Quelque pénible, quelque désolant que soit cet aveu, il faut bien reconnaître que, seuls de tous les habitants de l’île Hoste, les Indiens qui s’y étaient fixés résistèrent à l’entraînement général. Seuls, ils ne s’abandonnèrent pas à ces furieuses convoitises. Que ceci soit à l’honneur de ces humbles Fuégiens, si plusieurs pêcheries, si plusieurs établissements agricoles ne furent pas entièrement délaissés, c’est que leur honnête nature les préserva de la contagion. D’ailleurs, ces pauvres gens n’avaient pas désappris d’écouter le Bienfaiteur, et la pensée ne leur venait pas de payer en ingratitude les innombrables bienfaits qu’ils en avaient reçus.

Les choses allèrent plus loin encore. Le moment arriva où les équipages des navires en rade commencèrent à suivre le funeste exemple qui leur était donné. Il y eut des désertions qui se multiplièrent de jour en jour. Sans crier gare, les marins abandonnaient leurs bâtiments et s’enfonçaient dans l’intérieur, grisés par l’affolant mirage de l’or. Les capitaines, effrayés par cet émiettement de leurs équipages, s’empressèrent les uns après les autres de quitter le Bourg-Neuf sans même attendre la fin de leurs opérations de chargement ou de déchargement. Nul doute qu’ils ne fissent connaître au dehors le danger qu’ils avaient couru. L’île Hoste allait être mise en quarantaine par toutes les marines de la terre.

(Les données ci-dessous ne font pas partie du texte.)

impl Kiosk {
    pub fn new(
        config: Config,
        stylizer: Arc<dyn Stylizer>,
        actions: Vec<Box<dyn PostCaptureAction>>,
    ) -> Self {
        Self {
            settings: WizardSettings::from_config(&config),
            countdown: Countdown::new(&config.countdown),
            state_file_path: config.resolve_state_file(),
            pid_file_path: Some(Config::runtime_dir().join("pid")),
            photos_dir: config.photos_dir(),
            processed_dir: config.processed_dir(),
            stylizer,
            actions,
            config,
        }
    }

    /// Kiosk with the cartoon pipeline and the configured mail command
    pub fn from_config(config: Config) -> Result<Self> {
        let stylizer: Arc<dyn Stylizer> = Arc::new(CartoonPipeline::new(&config.pipeline)?);
        let mailer: Arc<dyn Mailer> = Arc::new(CommandMailer::new(&config.delivery));
        let actions = output::create_actions(&config, mailer);

        tracing::debug!(
            "Post-capture actions: {}",
            actions
                .iter()
                .map(|a| a.name())
                .collect::<Vec<_>>()
                .join(" -> ")
        );

        Ok(Self::new(config, stylizer, actions))
    }

    /// Replace the interview text and timing
    pub fn with_wizard_settings(mut self, settings: WizardSettings) -> Self {
        self.settings = settings;
        self
    }

    /// Where to write the PID file, or `None` to skip it
    pub fn with_pid_file(mut self, path: Option<PathBuf>) -> Self {
        self.pid_file_path = path;
        self
    }

    /// Update the state file if configured
    fn update_state(&self, state: KioskState) {
        tracing::debug!("Kiosk state: {}", state);
        if let Some(ref path) = self.state_file_path {
            write_state_file(path, state);
        }
    }

    /// Serve one participant, from the attract screen to the post-capture
    /// actions.
    ///
    /// Display errors end the kiosk and are returned; every other failure is
    /// reported as `SessionOutcome::Abandoned`.
    pub async fn serve_session(
        &self,
        surface: &mut dyn DisplaySurface,
        hardware: &mut BoothHardware,
    ) -> std::result::Result<SessionOutcome, DisplayError> {
        self.update_state(KioskState::Idle);
        if self.config.booth.attract {
            attract::run(&mut *surface).await?;
        }

        self.update_state(KioskState::Interview);
        let session = Interview::new(&mut *surface, &self.settings).run().await?;
        tracing::info!(
            "Interview complete: {} ({}), theme {}",
            session.name,
            session.identifier,
            session.theme
        );

        self.update_state(KioskState::Armed);
        hardware.drain_triggers();
        let source = self.wait_for_trigger(&mut *surface, hardware).await?;
        tracing::info!("Capture triggered by {}", source);

        self.update_state(KioskState::Capturing);
        self.countdown.run(&mut *surface).await?;
        let raw = match capture_photo(hardware.camera(), &session, &self.photos_dir).await {
            Ok(path) => path,
            Err(e) => {
                tracing::error!("Capture failed: {}", e);
                self.show_notice(surface, "The camera blinked. Please start over.")
                    .await?;
                self.update_state(KioskState::Idle);
                return Ok(SessionOutcome::Abandoned(e.to_string()));
            }
        };

        self.update_state(KioskState::Processing);
        self.show_message(surface, "Processing your photo...").await?;
        let output = processed_photo_path(&raw, &self.processed_dir);
        let processed =
            match render_theme(self.stylizer.clone(), &raw, session.theme, &output).await {
                Ok(path) => path,
                Err(e) => {
                    tracing::error!("Processing {:?} failed: {}", raw, e);
                    self.show_notice(surface, "Something went wrong. Please start over.")
                        .await?;
                    self.update_state(KioskState::Idle);
                    return Ok(SessionOutcome::Abandoned(e.to_string()));
                }
            };

        self.update_state(KioskState::Delivering);
        output::run_actions(&self.actions, &processed, &session).await;

        self.update_state(KioskState::Idle);
        Ok(SessionOutcome::Completed {
            raw,
            processed,
            session,
        })
    }

    /// Block until the capture trigger fires. Returns what fired it.
    ///
    /// Without a listener the space bar is the trigger. With one, the console
    /// is still polled so Ctrl+C is noticed while waiting.
    async fn wait_for_trigger(
        &self,
        surface: &mut dyn DisplaySurface,
        hardware: &mut BoothHardware,
    ) -> std::result::Result<&'static str, DisplayError> {
        let mut console_open = true;
        loop {
            if !hardware.has_trigger_listener() {
                if surface.read_key().await? == Key::Char(' ') {
                    return Ok("space bar");
                }
                continue;
            }

            if !console_open {
                return Ok(match hardware.next_trigger().await {
                    Some(TriggerEvent::Button) => "button",
                    Some(TriggerEvent::Signal) => "signal",
                    None => return Err(DisplayError::InputClosed),
                });
            }

            let fired = tokio::select! {
                event = hardware.next_trigger() => Some(event),
                key = surface.poll_key(KEY_POLL) => {
                    match key {
                        Ok(_) => {}
                        // The button still works without a console
                        Err(DisplayError::InputClosed) => {
                            tracing::debug!("Console input closed while armed");
                            console_open = false;
                        }
                        Err(e) => return Err(e),
                    }
                    None
                }
            };

            match fired {
                Some(Some(TriggerEvent::Button)) => return Ok("button"),
                Some(Some(TriggerEvent::Signal)) => return Ok("signal"),
                Some(None) => {
                    tracing::warn!("Trigger listener stopped, falling back to the space bar");
                    hardware.drop_trigger_listener();
                }
                None => {}
            }
        }
    }

    /// One centred line on a fresh window
    async fn show_message(
        &self,
        surface: &mut dyn DisplaySurface,
        text: &str,
    ) -> std::result::Result<(), DisplayError> {
        let (rows, _) = surface.size();
        surface.clear()?;
        surface.draw_border(Style::Frame)?;
        spool_text(
            surface,
            rows / 2,
            text,
            Style::Title,
            self.settings.spool_delay,
        )
        .await
    }

    /// Like `show_message`, held on screen long enough to read
    async fn show_notice(
        &self,
        surface: &mut dyn DisplaySurface,
        text: &str,
    ) -> std::result::Result<(), DisplayError> {
        self.show_message(surface, text).await?;
        tokio::time::sleep(self.settings.retry_pause).await;
        Ok(())
    }

    /// Run the kiosk until shutdown, then release the hardware
    pub async fn run(
        &self,
        surface: &mut dyn DisplaySurface,
        mut hardware: BoothHardware,
    ) -> Result<()> {
        tracing::info!("Starting zoltar kiosk ({:?} mode)", self.config.booth.mode);

        let pid_file = self.pid_file_path.as_deref().and_then(write_pid_file);
        if let Some(ref path) = self.state_file_path {
            tracing::info!("State file: {:?}", path);
        }

        let result = self.serve_until_shutdown(surface, &mut hardware).await;

        // Cleanup
        hardware.release().await;

        if let Some(ref path) = self.state_file_path {
            cleanup_state_file(path);
        }
        if let Some(ref path) = pid_file {
            cleanup_pid_file(path);
        }

        tracing::info!("Kiosk stopped");
        result
    }

    async fn serve_until_shutdown(
        &self,
        surface: &mut dyn DisplaySurface,
        hardware: &mut BoothHardware,
    ) -> Result<()> {
        let mut sigterm = signal(SignalKind::terminate())
            .map_err(|e| BoothError::Config(format!("Failed to set up SIGTERM handler: {}", e)))?;

        self.config.ensure_directories()?;
        tracing::info!(
            "Photos: {:?}, processed: {:?}",
            self.photos_dir,
            self.processed_dir
        );

        let sessions = async {
            let mut served = 0u64;
            loop {
                match self.serve_session(&mut *surface, &mut *hardware).await {
                    Ok(SessionOutcome::Completed { processed, .. }) => {
                        served += 1;
                        tracing::info!("Session {} complete: {:?}", served, processed);
                    }
                    Ok(SessionOutcome::Abandoned(reason)) => {
                        tracing::warn!("Session abandoned: {}", reason);
                    }
                    Err(e) => return e,
                }
            }
        };

        tokio::select! {
            e = sessions => match e {
                DisplayError::Interrupted => {
                    tracing::info!("Interrupted from the console, shutting down...");
                    Ok(())
                }
                DisplayError::InputClosed => {
                    tracing::info!("Console input closed, shutting down...");
                    Ok(())
                }
                e => Err(e.into()),
            },

            // Handle graceful shutdown (SIGINT from Ctrl+C)
            _ = tokio::signal::ctrl_c() => {
                tracing::info!("Received SIGINT, shutting down...");
                Ok(())
            }

            // Handle graceful shutdown (SIGTERM from systemctl stop)
            _ = sigterm.recv() => {
                tracing::info!("Received SIGTERM, shutting down...");
                Ok(())
            }
        }
    }
}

La contagion n’épargna même pas ceux dont le devoir était de la combattre. Ce corps organisé par le Kaw-djer pour la surveillance des côtes disparut aussitôt que formé. Des cinq cents hommes qui le composaient, il n’y en eut pas vingt à rejoindre le poste qui leur était assigné. En même temps, la troupe qu’il commandait directement fondait comme un morceau de glace au soleil. Il n’était pas de nuit que plusieurs fuyards ne missent à profit. En quinze jours, elle fut réduite, de trois cents hommes, à moins de cinquante.